Spark Avro has a SchemaConverters
, but it is all private and returns some strange internal object.
Disclaimer: It's kind of a dirty hack. It depends on a few things:
Following code reads an Avro schema file, creates an empty Avro file with given schema, reads it using spark-csv
and outputs Spark schema as a JSON file.
import argparse
import tempfile
import avro.schema
from avro.datafile import DataFileWriter
from avro.io import DatumWriter
from pyspark import SparkContext
from pyspark.sql import SQLContext
def parse_schema(schema):
with open(schema) as fr:
return avro.schema.parse(open(schema).read())
def write_dummy(schema):
tmp = tempfile.mktemp(suffix='.avro')
with open(tmp, "w") as fw:
writer = DataFileWriter(fw, DatumWriter(), schema)
writer.close()
return tmp
def write_spark_schema(path, schema):
with open(path, 'w') as fw:
fw.write(schema.json())
def main():
parser = argparse.ArgumentParser(description='Avro schema converter')

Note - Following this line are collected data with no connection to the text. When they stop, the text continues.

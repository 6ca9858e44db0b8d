//! Delivery error types.

use thiserror::Error;

#[derive(Error, Debug)]
pub enum DeliveryError {
    /// Remote answered 404. Never retried.
    #[error("Request failed with status code 404: {url}")]
    NotFound { url: String },

    #[error("Request failed with status code {status}")]
    Status { status: u16, body: String },

    #[error("HTTP error: {0}")]
    Http(#[from] reqwest::Error),

    /// Local blob missing at submit time
    #[error("Blob not found: {0}")]
    BlobNotFound(String),

    #[error("Blob store error: {0}")]
    Blob(#[from] blob_store::BlobError),

    #[error("JSON error: {0}")]
    Json(#[from] serde_json::Error),
}

impl DeliveryError {
    /// Errors that another attempt cannot fix.
    pub fn is_permanent(&self) -> bool {
        matches!(
            self,
            Self::NotFound { .. }
                | Self::BlobNotFound(_)
                | Self::Blob(blob_store::BlobError::NotFound(_))
                | Self::Blob(blob_store::BlobError::InvalidPath(_))
                | Self::Json(_)
        )
    }

    /// HTTP status returned by the peer, if it answered.
    pub fn status(&self) -> Option<u16> {
        match self {
            Self::NotFound { .. } => Some(404),
            Self::Status { status, .. } => Some(*status),
            Self::Http(e) => e.status().map(|s| s.as_u16()),
            _ => None,
        }
    }
}

pub type DeliveryResult<T> = Result<T, DeliveryError>;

parser.add_argument('--schema')
parser.add_argument('--output')
args = parser.parse_args()
sc = SparkContext('local[1]', 'Avro schema converter')
sqlContext = SQLContext(sc)
df = (sqlContext.read.format('com.databricks.spark.avro')
.load(write_dummy(parse_schema(args.schema))))
write_spark_schema(args.output, df.schema)
sc.stop()
if __name__ == '__main__':
main()
Usage:
bin/spark-submit --packages com.databricks:spark-avro_2.10:2.0.1 \
avro_to_spark_schema.py \
--schema path_to_avro_schema.avsc \
--output path_to_spark_schema.json
Read schema:
import scala.io.Source
import org.apache.spark.sql.types.{DataType, StructType}
val json: String = Source.fromFile("schema.json").getLines.toList.head
val schema: StructType = DataType.fromJson(json).asInstanceOf[StructType]
pls see if this helps, although little late. I was trying this hard for my current work. I have used schemaconverter from Databricks. I suppose, you were trying to read the avro file with the given schema.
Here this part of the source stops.